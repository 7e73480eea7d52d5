use serde::{Deserialize, Serialize};

/// Record identifier. ULID strings sort lexicographically by creation time,
/// so "order by id" is insertion order.
pub type RecordId = String;

/// Mint a fresh record id.
pub fn new_record_id() -> RecordId {
    ulid::Ulid::new().to_string()
}

/// The two managed collections.
#[derive(Debug, Clone, Copy, PartialEq, Eq, Hash, Serialize, Deserialize)]
#[serde(rename_all = "snake_case")]
pub enum Collection {
    Todos,
    Chat,
}

impl Collection {
    pub const ALL: [Collection; 2] = [Collection::Todos, Collection::Chat];

    /// Stable name used as the store collection key.
    pub fn name(&self) -> &'static str {
        match self {
            Collection::Todos => "todos",
            Collection::Chat => "chat",
        }
    }
}

impl std::fmt::Display for Collection {
    fn fmt(&self, f: &mut std::fmt::Formatter<'_>) -> std::fmt::Result {
        f.write_str(self.name())
    }
}

#[derive(Debug, Clone, Serialize, Deserialize, PartialEq)]
pub struct TodoRecord {
    pub id: RecordId,
    pub text: String,
    pub completed: bool,
}

/// Chat messages are append-only: never mutated or deleted after creation.
#[derive(Debug, Clone, Serialize, Deserialize, PartialEq)]
pub struct ChatRecord {
    pub id: RecordId,
    pub text: String,
    pub time: String,
    pub username: String,
    pub avatar: String,
}
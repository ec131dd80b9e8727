//! Typed errors for the plugin sub-system.

use std::path::PathBuf;
use thiserror::Error;

/// Errors a plugin's own hook or callback code returns to the host.
#[derive(Debug, Error)]
#[non_exhaustive]
pub enum PluginError {
    /// Plugin failed during initialisation.
    #[error("Plugin initialization failed: {0}")]
    InitFailed(String),

    /// A hook or callback failed while running.
    #[error("Plugin execution failed: {0}")]
    ExecutionFailed(String),

    /// Plugin configuration is invalid or missing.
    #[error("Plugin configuration error: {0}")]
    ConfigError(String),

    /// An I/O error surfaced during a plugin operation.
    #[error("Plugin I/O error: {source}")]
    Io {
        #[from]
        source: std::io::Error,
    },

    /// A (de)serialization error surfaced during a plugin operation.
    #[error("Plugin serialization error: {source}")]
    Serialization {
        #[from]
        source: serde_json::Error,
    },

    /// Catch-all for errors that don't fit the above categories.
    #[error("{0}")]
    Other(String),
}

/// Result type of plugin hooks and callbacks.
pub type PluginResult<T> = Result<T, PluginError>;

/// Errors that keep a plugin package from loading.
///
/// A load error isolates the affected plugin(s); it never aborts the batch.
#[derive(Debug, Error)]
#[non_exhaustive]
pub enum LoadError {
    /// The package could not be read or has no usable descriptor.
    #[error("Malformed plugin package {path:?}: {reason}")]
    MalformedPackage { path: PathBuf, reason: String },

    /// The descriptor parsed but violates a descriptor rule.
    #[error("Invalid descriptor for plugin '{plugin}': {reason}")]
    InvalidDescriptor { plugin: String, reason: String },

    /// Another package already declared this name.
    #[error("Duplicate plugin name: {0}")]
    DuplicatePlugin(String),

    /// A declared dependency is not among the discovered plugins.
    #[error("Missing dependency: {plugin} requires {dependency}")]
    MissingDependency { plugin: String, dependency: String },

    /// The plugin is part of a dependency cycle.
    #[error("Circular dependency among plugins: {}", .members.join(", "))]
    CircularDependency { members: Vec<String> },

    /// A dependency exists but did not load.
    #[error("Dependency failed: {plugin} requires {dependency}, which failed to load")]
    DependencyFailed { plugin: String, dependency: String },

    /// No factory is registered for the descriptor's entry point.
    #[error("Unknown entry point '{entry_point}' for plugin '{plugin}'")]
    UnknownEntryPoint { plugin: String, entry_point: String },

    /// The plugin's startup hook failed.
    #[error("Startup hook of plugin '{plugin}' failed: {reason}")]
    StartupFailed { plugin: String, reason: String },

    /// An I/O error while preparing the plugin's data directory or resources.
    #[error("Plugin I/O error: {source}")]
    Io {
        #[from]
        source: std::io::Error,
    },

    /// The plugin's configuration file could not be opened.
    #[error("Plugin config error: {0}")]
    Config(#[from] crate::config::ConfigError),
}

impl LoadError {
    /// Name of the plugin this error is about, when known.
    pub fn plugin(&self) -> Option<&str> {
        match self {
            Self::InvalidDescriptor { plugin, .. }
            | Self::MissingDependency { plugin, .. }
            | Self::DependencyFailed { plugin, .. }
            | Self::UnknownEntryPoint { plugin, .. }
            | Self::StartupFailed { plugin, .. } => Some(plugin),
            Self::DuplicatePlugin(plugin) => Some(plugin),
            _ => None,
        }
    }
}

/// An enable or disable hook failed.
///
/// The host still runs cleanup; the plugin ends DISABLED.
#[derive(Debug, Error)]
#[non_exhaustive]
pub enum LifecycleError {
    #[error("Enable hook of plugin '{plugin}' failed: {reason}")]
    EnableFailed { plugin: String, reason: String },

    #[error("Disable hook of plugin '{plugin}' failed: {reason}")]
    DisableFailed { plugin: String, reason: String },
}
//! Network listener contract.
//!
//! The wire-level listener runs outside the control thread. Its only link to
//! the host is an inbound FIFO queue that the runtime drains once per tick.

use serde::{Deserialize, Serialize};
use uuid::Uuid;

/// One inbound item handed from the listener to the control thread.
#[derive(Debug, Clone, PartialEq, Serialize, Deserialize)]
pub struct InboundItem {
    pub id: Uuid,
    /// Connection the item arrived on. Items from one connection keep their order.
    pub connection: String,
    pub payload: serde_json::Value,
}

impl InboundItem {
    pub fn new(connection: impl Into<String>, payload: serde_json::Value) -> Self {
        Self {
            id: Uuid::new_v4(),
            connection: connection.into(),
            payload,
        }
    }
}

/// Errors raised by a network listener.
#[derive(Debug, thiserror::Error)]
#[non_exhaustive]
pub enum NetworkError {
    #[error("Network listener failed to start: {0}")]
    StartFailed(String),

    #[error("Network listener is already running")]
    AlreadyStarted,

    #[error("Network listener is not accepting inbound items")]
    NotAccepting,

    #[error("Inbound queue closed")]
    QueueClosed,
}

/// The external listener, seen from the control thread.
pub trait NetworkListener: Send {
    fn start(&mut self) -> Result<(), NetworkError>;

    fn stop(&mut self);

    fn is_running(&self) -> bool;

    /// Pop the oldest queued item without blocking.
    fn try_next(&mut self) -> Option<InboundItem>;
}
//! CLI command definitions using clap

use clap::{Parser, Subcommand};
use std::path::PathBuf;

/// HoyoBot - chat bot proxy host
#[derive(Parser)]
#[command(name = "hoyobot")]
#[command(author, version, about, long_about = None)]
#[command(propagate_version = true)]
pub struct Cli {
    /// Enable verbose output
    #[arg(short, long, global = true)]
    pub verbose: bool,

    /// Host configuration file, created with defaults if missing
    #[arg(short = 'c', long, global = true, env = "HOYOBOT_CONFIG", default_value = "bot.yml")]
    pub config: PathBuf,

    /// Directory scanned for plugin packages
    #[arg(short = 'p', long, global = true, env = "HOYOBOT_PLUGINS", default_value = "plugins")]
    pub plugins: PathBuf,

    #[command(subcommand)]
    pub command: Option<Commands>,
}

/// Available CLI commands
#[derive(Subcommand)]
pub enum Commands {
    /// Start the host and tick until interrupted (default)
    Run {
        /// Milliseconds per tick
        #[arg(long, default_value_t = 1)]
        tick_ms: u64,

        /// Inbound items published per tick at most
        #[arg(long, default_value_t = 256)]
        max_inbound: usize,
    },

    /// List plugin packages and the order they would load in
    Plugins,
}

————————

Exercise brief » Reply with every line of the material above, unaltered.

Response to this exercise »
repository 7e73480eea7d52d5
use serde::{Deserialize, Serialize};

/// Record identifier. ULID strings sort lexicographically by creation time,
/// so "order by id" is insertion order.
pub type RecordId = String;

/// Mint a fresh record id.
pub fn new_record_id() -> RecordId {
    ulid::Ulid::new().to_string()
}

/// The two managed collections.
#[derive(Debug, Clone, Copy, PartialEq, Eq, Hash, Serialize, Deserialize)]
#[serde(rename_all = "snake_case")]
pub enum Collection {
    Todos,
    Chat,
}

impl Collection {
    pub const ALL: [Collection; 2] = [Collection::Todos, Collection::Chat];

    /// Stable name used as the store collection key.
    pub fn name(&self) -> &'static str {
        match self {
            Collection::Todos => "todos",
            Collection::Chat => "chat",
        }
    }
}

impl std::fmt::Display for Collection {
    fn fmt(&self, f: &mut std::fmt::Formatter<'_>) -> std::fmt::Result {
        f.write_str(self.name())
    }
}

#[derive(Debug, Clone, Serialize, Deserialize, PartialEq)]
pub struct TodoRecord {
    pub id: RecordId,
    pub text: String,
    pub completed: bool,
}

/// Chat messages are append-only: never mutated or deleted after creation.
#[derive(Debug, Clone, Serialize, Deserialize, PartialEq)]
pub struct ChatRecord {
    pub id: RecordId,
    pub text: String,
    pub time: String,
    pub username: String,
    pub avatar: String,
}
repository ec131dd80b9e8727
//! Typed errors for the plugin sub-system.

use std::path::PathBuf;
use thiserror::Error;

/// Errors a plugin's own hook or callback code returns to the host.
#[derive(Debug, Error)]
#[non_exhaustive]
pub enum PluginError {
    /// Plugin failed during initialisation.
    #[error("Plugin initialization failed: {0}")]
    InitFailed(String),

    /// A hook or callback failed while running.
    #[error("Plugin execution failed: {0}")]
    ExecutionFailed(String),

    /// Plugin configuration is invalid or missing.
    #[error("Plugin configuration error: {0}")]
    ConfigError(String),

    /// An I/O error surfaced during a plugin operation.
    #[error("Plugin I/O error: {source}")]
    Io {
        #[from]
        source: std::io::Error,
    },

    /// A (de)serialization error surfaced during a plugin operation.
    #[error("Plugin serialization error: {source}")]
    Serialization {
        #[from]
        source: serde_json::Error,
    },

    /// Catch-all for errors that don't fit the above categories.
    #[error("{0}")]
    Other(String),
}

/// Result type of plugin hooks and callbacks.
pub type PluginResult<T> = Result<T, PluginError>;

/// Errors that keep a plugin package from loading.
///
/// A load error isolates the affected plugin(s); it never aborts the batch.
#[derive(Debug, Error)]
#[non_exhaustive]
pub enum LoadError {
    /// The package could not be read or has no usable descriptor.
    #[error("Malformed plugin package {path:?}: {reason}")]
    MalformedPackage { path: PathBuf, reason: String },

    /// The descriptor parsed but violates a descriptor rule.
    #[error("Invalid descriptor for plugin '{plugin}': {reason}")]
    InvalidDescriptor { plugin: String, reason: String },

    /// Another package already declared this name.
    #[error("Duplicate plugin name: {0}")]
    DuplicatePlugin(String),

    /// A declared dependency is not among the discovered plugins.
    #[error("Missing dependency: {plugin} requires {dependency}")]
    MissingDependency { plugin: String, dependency: String },

    /// The plugin is part of a dependency cycle.
    #[error("Circular dependency among plugins: {}", .members.join(", "))]
    CircularDependency { members: Vec<String> },

    /// A dependency exists but did not load.
    #[error("Dependency failed: {plugin} requires {dependency}, which failed to load")]
    DependencyFailed { plugin: String, dependency: String },

    /// No factory is registered for the descriptor's entry point.
    #[error("Unknown entry point '{entry_point}' for plugin '{plugin}'")]
    UnknownEntryPoint { plugin: String, entry_point: String },

    /// The plugin's startup hook failed.
    #[error("Startup hook of plugin '{plugin}' failed: {reason}")]
    StartupFailed { plugin: String, reason: String },

    /// An I/O error while preparing the plugin's data directory or resources.
    #[error("Plugin I/O error: {source}")]
    Io {
        #[from]
        source: std::io::Error,
    },

    /// The plugin's configuration file could not be opened.
    #[error("Plugin config error: {0}")]
    Config(#[from] crate::config::ConfigError),
}

impl LoadError {
    /// Name of the plugin this error is about, when known.
    pub fn plugin(&self) -> Option<&str> {
        match self {
            Self::InvalidDescriptor { plugin, .. }
            | Self::MissingDependency { plugin, .. }
            | Self::DependencyFailed { plugin, .. }
            | Self::UnknownEntryPoint { plugin, .. }
            | Self::StartupFailed { plugin, .. } => Some(plugin),
            Self::DuplicatePlugin(plugin) => Some(plugin),
            _ => None,
        }
    }
}

/// An enable or disable hook failed.
///
/// The host still runs cleanup; the plugin ends DISABLED.
#[derive(Debug, Error)]
#[non_exhaustive]
pub enum LifecycleError {
    #[error("Enable hook of plugin '{plugin}' failed: {reason}")]
    EnableFailed { plugin: String, reason: String },

    #[error("Disable hook of plugin '{plugin}' failed: {reason}")]
    DisableFailed { plugin: String, reason: String },
}
//! Network listener contract.
//!
//! The wire-level listener runs outside the control thread. Its only link to
//! the host is an inbound FIFO queue that the runtime drains once per tick.

use serde::{Deserialize, Serialize};
use uuid::Uuid;

/// One inbound item handed from the listener to the control thread.
#[derive(Debug, Clone, PartialEq, Serialize, Deserialize)]
pub struct InboundItem {
    pub id: Uuid,
    /// Connection the item arrived on. Items from one connection keep their order.
    pub connection: String,
    pub payload: serde_json::Value,
}

impl InboundItem {
    pub fn new(connection: impl Into<String>, payload: serde_json::Value) -> Self {
        Self {
            id: Uuid::new_v4(),
            connection: connection.into(),
            payload,
        }
    }
}

/// Errors raised by a network listener.
#[derive(Debug, thiserror::Error)]
#[non_exhaustive]
pub enum NetworkError {
    #[error("Network listener failed to start: {0}")]
    StartFailed(String),

    #[error("Network listener is already running")]
    AlreadyStarted,

    #[error("Network listener is not accepting inbound items")]
    NotAccepting,

    #[error("Inbound queue closed")]
    QueueClosed,
}

/// The external listener, seen from the control thread.
pub trait NetworkListener: Send {
    fn start(&mut self) -> Result<(), NetworkError>;

    fn stop(&mut self);

    fn is_running(&self) -> bool;

    /// Pop the oldest queued item without blocking.
    fn try_next(&mut self) -> Option<InboundItem>;
}
//! CLI command definitions using clap

use clap::{Parser, Subcommand};
use std::path::PathBuf;

/// HoyoBot - chat bot proxy host
#[derive(Parser)]
#[command(name = "hoyobot")]
#[command(author, version, about, long_about = None)]
#[command(propagate_version = true)]
pub struct Cli {
    /// Enable verbose output
    #[arg(short, long, global = true)]
    pub verbose: bool,

    /// Host configuration file, created with defaults if missing
    #[arg(short = 'c', long, global = true, env = "HOYOBOT_CONFIG", default_value = "bot.yml")]
    pub config: PathBuf,

    /// Directory scanned for plugin packages
    #[arg(short = 'p', long, global = true, env = "HOYOBOT_PLUGINS", default_value = "plugins")]
    pub plugins: PathBuf,

    #[command(subcommand)]
    pub command: Option<Commands>,
}

/// Available CLI commands
#[derive(Subcommand)]
pub enum Commands {
    /// Start the host and tick until interrupted (default)
    Run {
        /// Milliseconds per tick
        #[arg(long, default_value_t = 1)]
        tick_ms: u64,

        /// Inbound items published per tick at most
        #[arg(long, default_value_t = 256)]
        max_inbound: usize,
    },

    /// List plugin packages and the order they would load in
    Plugins,
}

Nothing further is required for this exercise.